Une fois n'est pas coutume, le fidèle lecteur omnilogiste n'en voudra pas au rédacteur de reprendre un article déjà paru, le complétant (exceptionnellement très longuement), espérant en faire un article de référence, et essayant au passage de tordre le cou à une médisance reprise au fil du temps après qu'elle ne fut extrapolée…

« Tout le monde y peut pas être de Lyon, y en faut bien d'un peu partout » prétend la plaisante sagesse lyonnaise.

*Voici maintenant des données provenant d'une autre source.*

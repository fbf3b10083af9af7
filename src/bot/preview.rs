//! Link preview: look up metadata and offer the audio/video choice.

use super::callback::CallbackLinks;
use super::views::{action_keyboard, DefaultMediaView, MediaView};
use crate::media::caption::format_preview;
use crate::media::workflow::StatusId;
use crate::media::{MediaExtractor, RequestState};
use anyhow::Result;
use async_trait::async_trait;
use reqwest::Url;
use std::sync::Arc;
use teloxide::types::InlineKeyboardMarkup;
use tracing::{debug, info, warn};

/// Chat operations needed to preview a link.
///
/// Bound to one chat and the message containing the link.
#[cfg_attr(test, mockall::automock)]
#[async_trait]
pub trait PreviewTransport: Send + Sync {
    /// Post the "link found" status replying to the message.
    async fn post_status(&self, text: &str) -> Result<StatusId>;

    /// Replace the text of the status message.
    async fn edit_status(&self, id: StatusId, text: &str) -> Result<()>;

    /// Delete the status message.
    async fn delete_status(&self, id: StatusId) -> Result<()>;

    /// Reply with a thumbnail photo, caption and keyboard.
    async fn send_photo(&self, url: Url, caption: &str, keyboard: InlineKeyboardMarkup)
        -> Result<()>;

    /// Reply with a text caption and keyboard.
    async fn send_text(&self, caption: &str, keyboard: InlineKeyboardMarkup) -> Result<()>;
}

/// Preview flow for a detected link
pub struct LinkPreview {
    extractor: Arc<dyn MediaExtractor>,
    links: Arc<CallbackLinks>,
    developer_url: String,
}

impl LinkPreview {
    /// Create a preview flow using `extractor` for the metadata lookup.
    #[must_use]
    pub fn new(
        extractor: Arc<dyn MediaExtractor>,
        links: Arc<CallbackLinks>,
        developer_url: impl Into<String>,
    ) -> Self {
        Self {
            extractor,
            links,
            developer_url: developer_url.into(),
        }
    }

    /// Post a status, probe the link, then reply with the choice prompt.
    ///
    /// A failed lookup is shown in the status message and ends in
    /// `RequestState::Failed`. A posted prompt ends in `RequestState::Detected`.
    ///
    /// # Errors
    ///
    /// Returns an error if the status or the text prompt cannot be sent.
    pub async fn run(
        &self,
        link: &str,
        requester: &str,
        transport: &dyn PreviewTransport,
    ) -> Result<RequestState> {
        let status_id = transport.post_status(DefaultMediaView::link_found()).await?;

        let info = match self.extractor.probe(link).await {
            Ok(info) => info,
            Err(e) => {
                warn!(%link, error = %e, "Failed to fetch link info");
                transport
                    .edit_status(status_id, &DefaultMediaView::probe_failed(&e.to_string()))
                    .await?;
                return Ok(RequestState::Failed);
            }
        };

        let caption = format_preview(&info, requester);
        let keyboard = action_keyboard(&self.links, link, &self.developer_url).await;

        let photo_sent = match info.best_thumbnail().and_then(|t| Url::parse(t).ok()) {
            Some(url) => transport
                .send_photo(url, &caption, keyboard.clone())
                .await
                .map_err(|e| warn!(error = %e, "Failed to send thumbnail, falling back to text"))
                .is_ok(),
            None => false,
        };
        if !photo_sent {
            transport.send_text(&caption, keyboard).await?;
        }

        if let Err(e) = transport.delete_status(status_id).await {
            debug!(error = %e, "Failed to delete link status message, ignoring");
        }
        info!(%link, "Choice prompt posted");
        Ok(RequestState::Detected)
    }
}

Lyonnais ou de passage à Lyon, le célèbre bouchon du tunnel de Fourvière vous laisse le temps d'apercevoir cette tour métallique, point culminant de la capitale des Gaules, qui jouxte la basilique de Fourvière.
Mais quelle est donc l'histoire de cette tour métallique, indûment attribuée à Eiffel ?

La fausse tour Eiffel de Lyon

À l'origine, se trouve depuis 1860 sur le sommet de la colline de Fourvière, sur un terrain appartenant à Pierre Gay, un observatoire sous forme de pavillon chinois,

La pagode de Fourvière

Sur la propriété « l'angélique », étant construite 12 montée des anges (anciennement « montée gratte cul ») devenue montée Nicolas de Lange. Il s'y trouve le restaurant Gay. On peut accéder à l'ensemble en gravissant la colline de Fourvière par le passage Gay… en échange de 5 centimes de francs, sur le trajet duquel on peut admirer diverses sculpture gallo romaines, et notamment à l'entrée un chien de garde avec inscription cave canem (prends garde au chien).
Voilà qui permettra à Pierre Gay de dire au cours d'un procès l'opposant à un journaliste « Moi qui suis une curiosité de la ville ! »…

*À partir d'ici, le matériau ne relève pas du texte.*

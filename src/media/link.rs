//! Video link detection.
//!
//! Recognizes `youtube.com/watch?v=` links (with optional `www.` / `m.`) and
//! `youtu.be/` short links. The scheme is optional, matching is case-insensitive.

// lazy_regex! uses once_cell internally and validates the pattern at compile time
#![allow(clippy::non_std_lazy_statics)]

use lazy_regex::lazy_regex;

/// Video link: host variants, short-link variant, video id of at least 6 chars
static RE_VIDEO_LINK: lazy_regex::Lazy<regex::Regex> = lazy_regex!(
    r"(?i)(https?://)?(www\.)?(m\.)?(youtube\.com/watch\?v=|youtu\.be/)[A-Za-z0-9_\-]{6,}"
);

/// Returns the first recognized video link in `text`, if any.
///
/// # Examples
///
/// ```
/// use oxide_media_bot::media::link::detect_link;
/// let text = "check this out https://youtu.be/dQw4w9WgXcQ extra text";
/// assert_eq!(detect_link(text).as_deref(), Some("https://youtu.be/dQw4w9WgXcQ"));
/// assert_eq!(detect_link("no links here"), None);
/// ```
#[must_use]
pub fn detect_link(text: &str) -> Option<String> {
    RE_VIDEO_LINK.find(text).map(|m| m.as_str().to_string())
}

/// Adds `https://` to links written without a scheme.
#[must_use]
pub fn normalize_link(link: &str) -> String {
    let lower = link.to_ascii_lowercase();
    if lower.starts_with("http://") || lower.starts_with("https://") {
        link.to_string()
    } else {
        format!("https://{link}")
    }
}

/// True when the locator looks like a URL rather than a search query.
#[must_use]
pub fn is_url(locator: &str) -> bool {
    let lower = locator.trim_start().to_ascii_lowercase();
    lower.starts_with("http://") || lower.starts_with("https://") || detect_link(locator).is_some()
}

#[cfg(test)]
mod tests {
    use super::*;
    use proptest::prelude::*;

    #[test]
    fn test_detects_short_link_in_sentence() {
        let text = "check this out https://youtu.be/dQw4w9WgXcQ extra text";
        assert_eq!(
            detect_link(text).as_deref(),
            Some("https://youtu.be/dQw4w9WgXcQ")
        );
    }

    #[test]
    fn test_host_variants() {
        for link in [
            "https://www.youtube.com/watch?v=dQw4w9WgXcQ",
            "http://youtube.com/watch?v=dQw4w9WgXcQ",
            "https://m.youtube.com/watch?v=dQw4w9WgXcQ",
            "www.youtube.com/watch?v=dQw4w9WgXcQ",
            "youtu.be/dQw4w9WgXcQ",
            "HTTPS://WWW.YOUTUBE.COM/watch?v=dQw4w9WgXcQ",
        ] {
            let text = format!("look: {link} !");
            assert_eq!(detect_link(&text).as_deref(), Some(link), "variant {link}");
        }
    }

    #[test]
    fn test_stops_at_query_separator() {
        let text = "https://www.youtube.com/watch?v=dQw4w9WgXcQ&t=42s";
        assert_eq!(
            detect_link(text).as_deref(),
            Some("https://www.youtube.com/watch?v=dQw4w9WgXcQ")
        );
    }

    #[test]
    fn test_rejects_short_ids_and_other_hosts() {
        assert_eq!(detect_link("https://youtu.be/abc"), None);
        assert_eq!(detect_link("https://vimeo.com/123456789"), None);
        assert_eq!(detect_link("https://youtube.com/channel/UC123456"), None);
        assert_eq!(detect_link(""), None);
    }

    #[test]
    fn test_first_match_wins() {
        let text = "youtu.be/AAAAAAAA and youtu.be/BBBBBBBB";
        assert_eq!(detect_link(text).as_deref(), Some("youtu.be/AAAAAAAA"));
    }

    #[test]
    fn test_normalize_link() {
        assert_eq!(normalize_link("youtu.be/dQw4w9WgXcQ"), "https://youtu.be/dQw4w9WgXcQ");
        assert_eq!(
            normalize_link("http://youtu.be/dQw4w9WgXcQ"),
            "http://youtu.be/dQw4w9WgXcQ"
        );
    }

    #[test]
    fn test_is_url() {
        assert!(is_url("https://example.com/video"));
        assert!(is_url("youtu.be/dQw4w9WgXcQ"));
        assert!(!is_url("shape of you"));
    }

    proptest! {
        /// Any embedded link is returned verbatim.
        #[test]
        fn finds_embedded_link(
            prefix in "[a-z ]{0,20}",
            suffix in "( [a-z ]{0,20})?",
            scheme in "(https?://)?",
            host in "(www\\.youtube\\.com/watch\\?v=|m\\.youtube\\.com/watch\\?v=|youtube\\.com/watch\\?v=|youtu\\.be/)",
            id in "[A-Za-z0-9_-]{6,16}",
        ) {
            let link = format!("{scheme}{host}{id}");
            let text = format!("{prefix} {link}{suffix}");
            prop_assert_eq!(detect_link(&text), Some(link));
        }

        /// Text without the link shape never matches.
        #[test]
        fn no_match_without_link(s in "[a-zA-Z0-9 .,!?]*") {
            prop_assume!(!s.to_ascii_lowercase().contains("youtu"));
            prop_assert_eq!(detect_link(&s), None);
        }
    }
}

Mais parlons de la tour à son origine…

Lourde de 210 tonnes d'acier (mais 145 tonnes selon le constructeur Sté Dunoyer), de 85 m de hauteur, portée par 4 piliers de béton de 4 m de côté sa base mesure 18,80 m de côté sur 10 m de haut avec des fondations de 8,50m.
Au sommet de la tour d'origine, se trouvait un réservoir de 23m3 d'eau pour le fonctionnement de l'ascenseur hydraulique Roux-Combaluzier à pistons articulés de 24 places (1m/s).
Ancrées dans 7 200 tonnes de maçonnerie, les 2 100 fermes de métal peuvent résister à une forte pression du vent (250 kg au mètre carré).
La plate forme sommitale de sept mètres par sept mètres avec un passage central de trois mètres pour l'ascenseur supportait un pavillon terminal de 10 m de haut équipé d'un phare qu'on allumait en principe pour le 8 décembre.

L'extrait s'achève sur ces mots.